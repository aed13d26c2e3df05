//! Configuration loader
//!
//! Merges, in order (later sources override earlier):
//! 1. `AppConfig::default()`
//! 2. A TOML file (explicit path, or `waypoint.toml` discovered in the
//!    working directory, `./waypoint/`, or the user config directory)
//! 3. `WAYPOINT_*` environment variables, `__` separating nested keys
//!    (e.g., `WAYPOINT_CACHE__REDIS_URL`)

use std::env;
use std::path::{Path, PathBuf};

use figment::Figment;
use figment::providers::{Env, Format, Serialized, Toml};
use waypoint_domain::error::{Error, Result};

use crate::config::AppConfig;
use crate::constants::{
    CONFIG_ENV_PREFIX, DEFAULT_CONFIG_DIR, DEFAULT_CONFIG_FILENAME, REDIS_URL_SCHEMES,
};
use crate::error_ext::ErrorContext;
use crate::logging::log_config_loaded;

/// Configuration loader service
#[derive(Debug, Clone)]
pub struct ConfigLoader {
    /// Configuration file path
    config_path: Option<PathBuf>,

    /// Environment prefix
    env_prefix: String,
}

impl Default for ConfigLoader {
    fn default() -> Self {
        Self::new()
    }
}

impl ConfigLoader {
    /// Create a new configuration loader with default settings
    pub fn new() -> Self {
        Self {
            config_path: None,
            env_prefix: CONFIG_ENV_PREFIX.to_string(),
        }
    }

    /// Set the configuration file path
    #[must_use]
    pub fn with_config_path<P: AsRef<Path>>(mut self, path: P) -> Self {
        self.config_path = Some(path.as_ref().to_path_buf());
        self
    }

    /// Set the environment variable prefix
    #[must_use]
    pub fn with_env_prefix<S: Into<String>>(mut self, prefix: S) -> Self {
        self.env_prefix = prefix.into();
        self
    }

    /// Load configuration from all sources
    pub fn load(&self) -> Result<AppConfig> {
        let mut figment = Figment::new().merge(Serialized::defaults(AppConfig::default()));

        if let Some(config_path) = &self.config_path {
            if config_path.exists() {
                figment = figment.merge(Toml::file(config_path));
                log_config_loaded(config_path, true);
            } else {
                log_config_loaded(config_path, false);
            }
        } else if let Some(default_path) = Self::find_default_config_path() {
            figment = figment.merge(Toml::file(&default_path));
            log_config_loaded(&default_path, true);
        }

        figment = figment.merge(Env::prefixed(&format!("{}_", self.env_prefix)).split("__"));

        let app_config: AppConfig = figment
            .extract()
            .config_context("Failed to extract configuration")?;

        validate_app_config(&app_config)?;
        Ok(app_config)
    }

    /// Save configuration to file
    pub fn save_to_file<P: AsRef<Path>>(&self, config: &AppConfig, path: P) -> Result<()> {
        let toml_string =
            toml::to_string_pretty(config).config_context("Failed to serialize config to TOML")?;

        std::fs::write(path.as_ref(), toml_string).config_context("Failed to write config file")?;

        Ok(())
    }

    /// Get the current configuration file path
    pub fn config_path(&self) -> Option<&Path> {
        self.config_path.as_deref()
    }

    fn find_default_config_path() -> Option<PathBuf> {
        let current_dir = env::current_dir().ok()?;

        let candidates = [
            Some(current_dir.join(DEFAULT_CONFIG_FILENAME)),
            Some(
                current_dir
                    .join(DEFAULT_CONFIG_DIR)
                    .join(DEFAULT_CONFIG_FILENAME),
            ),
            dirs::config_dir().map(|d| d.join(DEFAULT_CONFIG_DIR).join(DEFAULT_CONFIG_FILENAME)),
        ];

        candidates.into_iter().flatten().find(|path| path.exists())
    }
}

/// Validate application configuration
pub fn validate_app_config(config: &AppConfig) -> Result<()> {
    validate_cache_config(config)?;
    validate_lock_config(config)?;
    crate::logging::parse_log_level(&config.logging.level)?;
    Ok(())
}

fn validate_cache_config(config: &AppConfig) -> Result<()> {
    let cache = &config.cache;
    if cache.namespace.trim().is_empty() {
        return Err(Error::configuration("Cache namespace cannot be empty"));
    }
    if cache.operation_timeout_ms == 0 {
        return Err(Error::configuration("Cache operation timeout cannot be 0"));
    }
    if cache.connect_timeout_ms == 0 {
        return Err(Error::configuration("Cache connect timeout cannot be 0"));
    }
    if !cache.redis_url.is_empty()
        && !REDIS_URL_SCHEMES
            .iter()
            .any(|scheme| cache.redis_url.starts_with(scheme))
    {
        return Err(Error::configuration(format!(
            "Invalid Redis URL '{}': expected one of {}",
            cache.redis_url,
            REDIS_URL_SCHEMES.join(", ")
        )));
    }
    Ok(())
}

fn validate_lock_config(config: &AppConfig) -> Result<()> {
    if config.lock.ttl_secs == 0 {
        return Err(Error::configuration("Lock TTL cannot be 0"));
    }
    Ok(())
}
※ ※ ※
* [PROMPT] Each line shown above needs to be transcribed exactly.

* [WRITTEN REPLY]
repository aed13d26c2e3df05
//! Configuration loader
//!
//! Merges, in order (later sources override earlier):
//! 1. `AppConfig::default()`
//! 2. A TOML file (explicit path, or `waypoint.toml` discovered in the
//!    working directory, `./waypoint/`, or the user config directory)
//! 3. `WAYPOINT_*` environment variables, `__` separating nested keys
//!    (e.g., `WAYPOINT_CACHE__REDIS_URL`)

use std::env;
use std::path::{Path, PathBuf};

use figment::Figment;
use figment::providers::{Env, Format, Serialized, Toml};
use waypoint_domain::error::{Error, Result};

use crate::config::AppConfig;
use crate::constants::{
    CONFIG_ENV_PREFIX, DEFAULT_CONFIG_DIR, DEFAULT_CONFIG_FILENAME, REDIS_URL_SCHEMES,
};
use crate::error_ext::ErrorContext;
use crate::logging::log_config_loaded;

/// Configuration loader service
#[derive(Debug, Clone)]
pub struct ConfigLoader {
    /// Configuration file path
    config_path: Option<PathBuf>,

    /// Environment prefix
    env_prefix: String,
}

impl Default for ConfigLoader {
    fn default() -> Self {
        Self::new()
    }
}

impl ConfigLoader {
    /// Create a new configuration loader with default settings
    pub fn new() -> Self {
        Self {
            config_path: None,
            env_prefix: CONFIG_ENV_PREFIX.to_string(),
        }
    }

    /// Set the configuration file path
    #[must_use]
    pub fn with_config_path<P: AsRef<Path>>(mut self, path: P) -> Self {
        self.config_path = Some(path.as_ref().to_path_buf());
        self
    }

    /// Set the environment variable prefix
    #[must_use]
    pub fn with_env_prefix<S: Into<String>>(mut self, prefix: S) -> Self {
        self.env_prefix = prefix.into();
        self
    }

    /// Load configuration from all sources
    pub fn load(&self) -> Result<AppConfig> {
        let mut figment = Figment::new().merge(Serialized::defaults(AppConfig::default()));

        if let Some(config_path) = &self.config_path {
            if config_path.exists() {
                figment = figment.merge(Toml::file(config_path));
                log_config_loaded(config_path, true);
            } else {
                log_config_loaded(config_path, false);
            }
        } else if let Some(default_path) = Self::find_default_config_path() {
            figment = figment.merge(Toml::file(&default_path));
            log_config_loaded(&default_path, true);
        }

        figment = figment.merge(Env::prefixed(&format!("{}_", self.env_prefix)).split("__"));

        let app_config: AppConfig = figment
            .extract()
            .config_context("Failed to extract configuration")?;

        validate_app_config(&app_config)?;
        Ok(app_config)
    }

    /// Save configuration to file
    pub fn save_to_file<P: AsRef<Path>>(&self, config: &AppConfig, path: P) -> Result<()> {
        let toml_string =
            toml::to_string_pretty(config).config_context("Failed to serialize config to TOML")?;

        std::fs::write(path.as_ref(), toml_string).config_context("Failed to write config file")?;

        Ok(())
    }

    /// Get the current configuration file path
    pub fn config_path(&self) -> Option<&Path> {
        self.config_path.as_deref()
    }

    fn find_default_config_path() -> Option<PathBuf> {
        let current_dir = env::current_dir().ok()?;

        let candidates = [
            Some(current_dir.join(DEFAULT_CONFIG_FILENAME)),
            Some(
                current_dir
                    .join(DEFAULT_CONFIG_DIR)
                    .join(DEFAULT_CONFIG_FILENAME),
            ),
            dirs::config_dir().map(|d| d.join(DEFAULT_CONFIG_DIR).join(DEFAULT_CONFIG_FILENAME)),
        ];

        candidates.into_iter().flatten().find(|path| path.exists())
    }
}

/// Validate application configuration
pub fn validate_app_config(config: &AppConfig) -> Result<()> {
    validate_cache_config(config)?;
    validate_lock_config(config)?;
    crate::logging::parse_log_level(&config.logging.level)?;
    Ok(())
}

fn validate_cache_config(config: &AppConfig) -> Result<()> {
    let cache = &config.cache;
    if cache.namespace.trim().is_empty() {
        return Err(Error::configuration("Cache namespace cannot be empty"));
    }
    if cache.operation_timeout_ms == 0 {
        return Err(Error::configuration("Cache operation timeout cannot be 0"));
    }
    if cache.connect_timeout_ms == 0 {
        return Err(Error::configuration("Cache connect timeout cannot be 0"));
    }
    if !cache.redis_url.is_empty()
        && !REDIS_URL_SCHEMES
            .iter()
            .any(|scheme| cache.redis_url.starts_with(scheme))
    {
        return Err(Error::configuration(format!(
            "Invalid Redis URL '{}': expected one of {}",
            cache.redis_url,
            REDIS_URL_SCHEMES.join(", ")
        )));
    }
    Ok(())
}

fn validate_lock_config(config: &AppConfig) -> Result<()> {
    if config.lock.ttl_secs == 0 {
        return Err(Error::configuration("Lock TTL cannot be 0"));
    }
    Ok(())
}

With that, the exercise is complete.